First of all, your one-liner is full of quoting issues:
$dir will break if the directory name contains whitespace. You need "$dir" instead
Single quotes prevent variable expansion - '*_$year-$month-*' should probably be "*_$year-$month-*".
In your shell script code, find will not match any files (you don't have any filenames with the string _$year-$month-, do you?) and therefore tar will not be supplied with any files to include in the archive.
On a sidenote, using xargs in this particular case is dangerous - if you have too many files, xargs will call tar more than once and any files archived in all but the last run will be erased from the archive as it is overwritten.
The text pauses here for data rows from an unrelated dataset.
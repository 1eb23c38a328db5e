//! # Folio
//!
//! A local-first, multimodal question-answering pipeline over PDF
//! documents.
//!
//! Folio ingests PDFs, extracts text per page and embedded images,
//! captions images with a locally hosted vision model so every chunk
//! lives in one text embedding space, and indexes the embedded chunks.
//! Questions (text, image, or both) retrieve the best-matching chunks,
//! which are assembled into a citation-bearing context and handed to a
//! generation model that answers from that context alone.
//!
//! ## Architecture
//!
//! ```text
//! ┌──────────┐   ┌───────────────┐   ┌───────────┐
//! │   PDF    │──▶│   Pipeline     │──▶│ FileIndex │
//! │ ingest   │   │ caption+chunk │   │  (JSON)   │
//! └──────────┘   │    +embed     │   └─────┬─────┘
//!                └───────────────┘         │
//!                                          ▼
//! ┌──────────┐   ┌───────────────┐   ┌───────────┐
//! │ question │──▶│ retrieve+fuse │──▶│ generate  │
//! │ + image  │   │  +assemble    │   │ (cited)   │
//! └──────────┘   └───────────────┘   └───────────┘
//! ```
//!
//! Core data types, chunking, retrieval, fusion, and context assembly
//! live in the I/O-free `folio-core` crate; this crate adds the PDF
//! ingestor, the Ollama-backed model adapters, persistence, config,
//! and the CLI.
//!
//! ## Modules
//!
//! | Module | Purpose |
//! |--------|---------|
//! | [`config`] | TOML configuration parsing |
//! | [`ingest`] | PDF text and image extraction |
//! | [`vision`] | Image captioning and query-image description |
//! | [`embedding`] | Embedding provider abstraction |
//! | [`generate`] | Answer generation adapter |
//! | [`store_file`] | JSON-file-persisted vector index |
//! | [`pipeline`] | Upload and ask orchestration |

pub mod config;
pub mod embedding;
pub mod generate;
pub mod ingest;
pub mod pipeline;
pub mod store_file;
pub mod vision;
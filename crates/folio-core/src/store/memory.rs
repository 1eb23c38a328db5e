//! In-memory [`VectorIndex`] implementation.
//!
//! Uses a `Vec` of records behind `std::sync::RwLock`. Queries are
//! brute-force cosine similarity over all stored vectors. Serves as the
//! reference implementation for tests and as the backing structure for
//! the application's persisted index.

use std::collections::BTreeSet;
use std::sync::RwLock;

use anyhow::{bail, Result};
use async_trait::async_trait;

use crate::models::{EmbeddingRecord, Modality, RetrievalResult};

use super::{cosine_similarity, VectorIndex};

/// Brute-force in-memory vector index.
pub struct InMemoryIndex {
    records: RwLock<Vec<EmbeddingRecord>>,
}

impl InMemoryIndex {
    pub fn new() -> Self {
        Self {
            records: RwLock::new(Vec::new()),
        }
    }

    /// Rebuild an index from previously persisted records.
    pub fn from_records(records: Vec<EmbeddingRecord>) -> Self {
        Self {
            records: RwLock::new(records),
        }
    }

    /// Snapshot of all records, for persistence.
    pub fn snapshot(&self) -> Vec<EmbeddingRecord> {
        self.records.read().unwrap().clone()
    }
}

impl Default for InMemoryIndex {
    fn default() -> Self {
        Self::new()
    }
}

#[async_trait]
impl VectorIndex for InMemoryIndex {
    async fn upsert(&self, records: Vec<EmbeddingRecord>) -> Result<()> {
        let mut stored = self.records.write().unwrap();

        if let Some(dims) = stored
            .first()
            .map(|r| r.vector.len())
            .or_else(|| records.first().map(|r| r.vector.len()))
        {
            if let Some(bad) = records.iter().find(|r| r.vector.len() != dims) {
                bail!(
                    "vector dimensionality mismatch: index holds {}, got {} for chunk {}",
                    dims,
                    bad.vector.len(),
                    bad.chunk.id
                );
            }
        }

        let incoming: BTreeSet<&str> = records.iter().map(|r| r.chunk.id.as_str()).collect();
        stored.retain(|r| !incoming.contains(r.chunk.id.as_str()));
        stored.extend(records);
        Ok(())
    }

    async fn query(
        &self,
        vector: &[f32],
        k: usize,
        modality: Option<Modality>,
        document_ids: Option<&[String]>,
    ) -> Result<Vec<RetrievalResult>> {
        let stored = self.records.read().unwrap();
        let mut results: Vec<RetrievalResult> = stored
            .iter()
            .filter(|r| modality.map(|m| r.modality == m).unwrap_or(true))
            .filter(|r| {
                document_ids
                    .map(|ids| ids.iter().any(|id| id == &r.chunk.document_id))
                    .unwrap_or(true)
            })
            .map(|r| RetrievalResult {
                chunk: r.chunk.clone(),
                score: cosine_similarity(vector, &r.vector) as f64,
                modality: r.modality,
            })
            .collect();

        results.sort_by(|a, b| {
            b.score
                .partial_cmp(&a.score)
                .unwrap_or(std::cmp::Ordering::Equal)
                .then_with(|| a.tie_break_key().cmp(&b.tie_break_key()))
        });
        results.truncate(k);
        Ok(results)
    }

    async fn delete_document(&self, document_id: &str) -> Result<()> {
        let mut stored = self.records.write().unwrap();
        stored.retain(|r| r.chunk.document_id != document_id);
        Ok(())
    }

    async fn document_ids(&self) -> Result<Vec<String>> {
        let stored = self.records.read().unwrap();
        let ids: BTreeSet<String> = stored.iter().map(|r| r.chunk.document_id.clone()).collect();
        Ok(ids.into_iter().collect())
    }
}

#[cfg(test)]
mod tests {
    use super::*;
    use crate::models::Chunk;

    fn record(chunk_id: &str, doc_id: &str, page: u32, pos: i64, vector: Vec<f32>) -> EmbeddingRecord {
        EmbeddingRecord {
            chunk: Chunk {
                id: chunk_id.to_string(),
                document_id: doc_id.to_string(),
                filename: format!("{}.pdf", doc_id),
                page,
                position: pos,
                modality: Modality::Text,
                text: format!("chunk {}", chunk_id),
                image: None,
                hash: String::new(),
            },
            vector,
            modality: Modality::Text,
        }
    }

    #[tokio::test]
    async fn query_orders_by_similarity() {
        let index = InMemoryIndex::new();
        index
            .upsert(vec![
                record("c1", "d1", 1, 0, vec![1.0, 0.0]),
                record("c2", "d1", 2, 1, vec![0.0, 1.0]),
                record("c3", "d2", 1, 0, vec![0.7, 0.7]),
            ])
            .await
            .unwrap();

        let results = index.query(&[1.0, 0.0], 3, None, None).await.unwrap();
        assert_eq!(results[0].chunk.id, "c1");
        assert_eq!(results[1].chunk.id, "c3");
        assert_eq!(results[2].chunk.id, "c2");
        for pair in results.windows(2) {
            assert!(pair[0].score >= pair[1].score);
        }
    }

    #[tokio::test]
    async fn ties_break_deterministically() {
        let index = InMemoryIndex::new();
        // Identical vectors: identical scores, order must come from
        // (document_id, page, position).
        index
            .upsert(vec![
                record("cb", "d2", 1, 0, vec![1.0, 0.0]),
                record("ca", "d1", 5, 3, vec![1.0, 0.0]),
                record("cc", "d1", 2, 1, vec![1.0, 0.0]),
            ])
            .await
            .unwrap();

        let results = index.query(&[1.0, 0.0], 3, None, None).await.unwrap();
        let ids: Vec<&str> = results.iter().map(|r| r.chunk.id.as_str()).collect();
        assert_eq!(ids, vec!["cc", "ca", "cb"]);
    }

    #[tokio::test]
    async fn upsert_replaces_same_chunk_id() {
        let index = InMemoryIndex::new();
        index
            .upsert(vec![record("c1", "d1", 1, 0, vec![1.0, 0.0])])
            .await
            .unwrap();
        index
            .upsert(vec![record("c1", "d1", 1, 0, vec![0.0, 1.0])])
            .await
            .unwrap();

        let results = index.query(&[0.0, 1.0], 10, None, None).await.unwrap();
        assert_eq!(results.len(), 1);
        assert!((results[0].score - 1.0).abs() < 1e-6);
    }

    #[tokio::test]
    async fn dimensionality_mismatch_rejected() {
        let index = InMemoryIndex::new();
        index
            .upsert(vec![record("c1", "d1", 1, 0, vec![1.0, 0.0])])
            .await
            .unwrap();
        let err = index
            .upsert(vec![record("c2", "d1", 1, 1, vec![1.0, 0.0, 0.0])])
            .await;
        assert!(err.is_err());
    }

    #[tokio::test]
    async fn delete_document_removes_all_records() {
        let index = InMemoryIndex::new();
        index
            .upsert(vec![
                record("c1", "d1", 1, 0, vec![1.0, 0.0]),
                record("c2", "d1", 2, 1, vec![0.9, 0.1]),
                record("c3", "d2", 1, 0, vec![0.5, 0.5]),
            ])
            .await
            .unwrap();

        index.delete_document("d1").await.unwrap();

        let results = index.query(&[1.0, 0.0], 10, None, None).await.unwrap();
        assert_eq!(results.len(), 1);
        assert_eq!(results[0].chunk.document_id, "d2");
        assert_eq!(index.document_ids().await.unwrap(), vec!["d2"]);
    }

    #[tokio::test]
    async fn modality_and_document_filters() {
        let index = InMemoryIndex::new();
        let mut img = record("c2", "d1", 2, 1, vec![1.0, 0.0]);
        img.modality = Modality::Image;
        img.chunk.modality = Modality::Image;
        index
            .upsert(vec![record("c1", "d1", 1, 0, vec![1.0, 0.0]), img])
            .await
            .unwrap();

        let only_images = index
            .query(&[1.0, 0.0], 10, Some(Modality::Image), None)
            .await
            .unwrap();
        assert_eq!(only_images.len(), 1);
        assert_eq!(only_images[0].chunk.id, "c2");

        let scoped = index
            .query(&[1.0, 0.0], 10, None, Some(&["d2".to_string()]))
            .await
            .unwrap();
        assert!(scoped.is_empty());
    }
}
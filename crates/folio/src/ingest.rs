//! PDF document ingestion.
//!
//! Parses uploaded PDF bytes into a [`Document`] plus page-scoped
//! [`ContentUnit`]s: per-page text in reading order (best effort) and
//! embedded raster image XObjects. Ingestion has no persistence side
//! effects; the pipeline decides what to store.
//!
//! Pages whose text cannot be extracted are skipped rather than failing
//! the whole document; a PDF that cannot be parsed at all is rejected
//! as [`PipelineError::CorruptDocument`], and bytes that are not a PDF
//! as [`PipelineError::UnsupportedFormat`].

use chrono::Utc;
use lopdf::{Document as PdfDocument, Object, ObjectId};
use sha2::{Digest, Sha256};

use folio_core::error::PipelineError;
use folio_core::models::{ContentUnit, Document, UnitKind};

/// How far into the file the `%PDF-` header may legally appear.
const HEADER_SCAN_BYTES: usize = 1024;

/// Parse PDF bytes into a document and its content units.
///
/// The document id is derived from the content and filename, so
/// re-uploading identical bytes yields the same id while a changed
/// file produces a new, superseding document.
pub fn ingest(bytes: &[u8], filename: &str) -> Result<(Document, Vec<ContentUnit>), PipelineError> {
    if !looks_like_pdf(bytes) {
        return Err(PipelineError::UnsupportedFormat(format!(
            "{}: missing %PDF header",
            filename
        )));
    }

    let pdf = PdfDocument::load_mem(bytes)
        .map_err(|e| PipelineError::CorruptDocument(e.to_string()))?;

    let pages = pdf.get_pages();
    if pages.is_empty() {
        return Err(PipelineError::CorruptDocument(format!(
            "{}: no pages",
            filename
        )));
    }

    let document = Document {
        id: document_id(bytes, filename),
        filename: filename.to_string(),
        page_count: pages.len(),
        ingested_at: Utc::now(),
    };

    let mut units = Vec::new();
    for (&page_no, &page_id) in &pages {
        // Best effort: a page that fails text extraction still
        // contributes its images.
        if let Ok(text) = pdf.extract_text(&[page_no]) {
            let trimmed = text.trim();
            if !trimmed.is_empty() {
                units.push(ContentUnit {
                    document_id: document.id.clone(),
                    page: page_no,
                    kind: UnitKind::Text(trimmed.to_string()),
                });
            }
        }

        for bytes in page_images(&pdf, page_id) {
            units.push(ContentUnit {
                document_id: document.id.clone(),
                page: page_no,
                kind: UnitKind::Image {
                    bytes,
                    caption: None,
                },
            });
        }
    }

    Ok((document, units))
}

/// Stable content-derived document identifier.
fn document_id(bytes: &[u8], filename: &str) -> String {
    let mut hasher = Sha256::new();
    hasher.update(filename.as_bytes());
    hasher.update(bytes);
    let digest = format!("{:x}", hasher.finalize());
    digest[..16].to_string()
}

fn looks_like_pdf(bytes: &[u8]) -> bool {
    let window = &bytes[..bytes.len().min(HEADER_SCAN_BYTES)];
    window.windows(5).any(|w| w == b"%PDF-")
}

/// Extract the raw bytes of each image XObject referenced by a page.
///
/// Walks Page → Resources → XObject and collects streams whose
/// `Subtype` is `Image`. Flate-compressed sample data is inflated;
/// natively encoded formats (e.g. DCT/JPEG) are carried as-is.
fn page_images(pdf: &PdfDocument, page_id: ObjectId) -> Vec<Vec<u8>> {
    let mut images = Vec::new();

    let page = match pdf.get_dictionary(page_id) {
        Ok(d) => d,
        Err(_) => return images,
    };
    let resources = match page.get(b"Resources").map(|o| resolve(pdf, o)) {
        Ok(Object::Dictionary(d)) => d,
        _ => return images,
    };
    let xobjects = match resources.get(b"XObject").map(|o| resolve(pdf, o)) {
        Ok(Object::Dictionary(d)) => d,
        _ => return images,
    };

    for (_name, obj) in xobjects.iter() {
        let stream = match resolve(pdf, obj) {
            Object::Stream(s) => s,
            _ => continue,
        };
        let is_image = stream
            .dict
            .get(b"Subtype")
            .and_then(Object::as_name)
            .map(|n| n == b"Image")
            .unwrap_or(false);
        if !is_image {
            continue;
        }
        let bytes = stream
            .decompressed_content()
            .unwrap_or_else(|_| stream.content.clone());
        if !bytes.is_empty() {
            images.push(bytes);
        }
    }

    images
}

/// Follow a reference to its target object; other objects pass through.
fn resolve<'a>(pdf: &'a PdfDocument, obj: &'a Object) -> &'a Object {
    match obj {
        Object::Reference(id) => pdf.get_object(*id).unwrap_or(obj),
        _ => obj,
    }
}

#[cfg(test)]
mod tests {
    use super::*;
    use lopdf::content::{Content, Operation};
    use lopdf::{dictionary, Stream};

    /// Build a one-page PDF with the given text and, optionally, a tiny
    /// embedded image XObject.
    fn build_pdf(text: &str, with_image: bool) -> Vec<u8> {
        let mut doc = PdfDocument::with_version("1.5");
        let pages_id = doc.new_object_id();

        let font_id = doc.add_object(dictionary! {
            "Type" => "Font",
            "Subtype" => "Type1",
            "BaseFont" => "Courier",
        });

        let mut resources = dictionary! {
            "Font" => dictionary! { "F1" => font_id },
        };
        if with_image {
            let image_id = doc.add_object(Stream::new(
                dictionary! {
                    "Type" => "XObject",
                    "Subtype" => "Image",
                    "Width" => 1,
                    "Height" => 1,
                    "ColorSpace" => "DeviceGray",
                    "BitsPerComponent" => 8,
                },
                vec![0xAB],
            ));
            resources.set("XObject", dictionary! { "Im0" => image_id });
        }
        let resources_id = doc.add_object(resources);

        let content = Content {
            operations: vec![
                Operation::new("BT", vec![]),
                Operation::new("Tf", vec!["F1".into(), 12.into()]),
                Operation::new("Td", vec![100.into(), 700.into()]),
                Operation::new("Tj", vec![Object::string_literal(text)]),
                Operation::new("ET", vec![]),
            ],
        };
        let content_id = doc.add_object(Stream::new(dictionary! {}, content.encode().unwrap()));

        let page_id = doc.add_object(dictionary! {
            "Type" => "Page",
            "Parent" => pages_id,
            "Contents" => content_id,
            "Resources" => resources_id,
            "MediaBox" => vec![0.into(), 0.into(), 595.into(), 842.into()],
        });
        doc.objects.insert(
            pages_id,
            Object::Dictionary(dictionary! {
                "Type" => "Pages",
                "Kids" => vec![page_id.into()],
                "Count" => 1,
            }),
        );
        let catalog_id = doc.add_object(dictionary! {
            "Type" => "Catalog",
            "Pages" => pages_id,
        });
        doc.trailer.set("Root", catalog_id);

        let mut buf = Vec::new();
        doc.save_to(&mut buf).unwrap();
        buf
    }

    #[test]
    fn non_pdf_bytes_are_unsupported() {
        let err = ingest(b"hello, not a pdf", "notes.txt").unwrap_err();
        assert!(matches!(err, PipelineError::UnsupportedFormat(_)));
    }

    #[test]
    fn pdf_header_with_garbage_body_is_corrupt() {
        let err = ingest(b"%PDF-1.4\ngarbage without any structure", "bad.pdf").unwrap_err();
        assert!(matches!(err, PipelineError::CorruptDocument(_)));
    }

    #[test]
    fn extracts_page_text() {
        let bytes = build_pdf("grounding test phrase", false);
        let (doc, units) = ingest(&bytes, "sample.pdf").unwrap();
        assert_eq!(doc.page_count, 1);
        assert_eq!(doc.filename, "sample.pdf");
        let text = units
            .iter()
            .find_map(|u| match &u.kind {
                UnitKind::Text(t) => Some(t.clone()),
                _ => None,
            })
            .expect("expected a text unit");
        assert!(text.contains("grounding test phrase"), "got: {}", text);
        assert_eq!(units[0].page, 1);
    }

    #[test]
    fn extracts_embedded_images_with_page_tag() {
        let bytes = build_pdf("page with a figure", true);
        let (_, units) = ingest(&bytes, "figure.pdf").unwrap();
        let image = units
            .iter()
            .find(|u| matches!(u.kind, UnitKind::Image { .. }))
            .expect("expected an image unit");
        assert_eq!(image.page, 1);
        match &image.kind {
            UnitKind::Image { bytes, caption } => {
                assert_eq!(bytes.as_slice(), &[0xAB]);
                assert!(caption.is_none());
            }
            _ => unreachable!(),
        }
    }

    #[test]
    fn document_id_is_stable_per_content() {
        let bytes = build_pdf("same content", false);
        let (a, _) = ingest(&bytes, "a.pdf").unwrap();
        let (b, _) = ingest(&bytes, "a.pdf").unwrap();
        assert_eq!(a.id, b.id);

        let (c, _) = ingest(&bytes, "renamed.pdf").unwrap();
        assert_ne!(a.id, c.id);
    }
}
Additionally, this command will also break on file paths with whitespace - by default xargs uses whitespace as the argument delimiter. Depending on the version of find and xargs binaries that you are using, there may be a -print0 option for find and a matching -0 option for xargs to deal with this issue:
find ... -print0 | xargs -0 ...
Finally, some xargs versions have an option to avoid calling the specified command if no arguments have been supplied - for GNU xargs that is the -r option:
find ... -print0 | xargs -0 -r ...

Variable substitution doesn't happen within single quotes.
Use double quotes: find "$dir" -name "*_$year-$month-*" ...
(You may use different kinds of quotes within the same argument if it's needed (not here): '*_'"$year")

If you can, attempt to echo the values of $dir, $year, $month from the shellscript onto the console. It is possible that those values are different in the shellscript.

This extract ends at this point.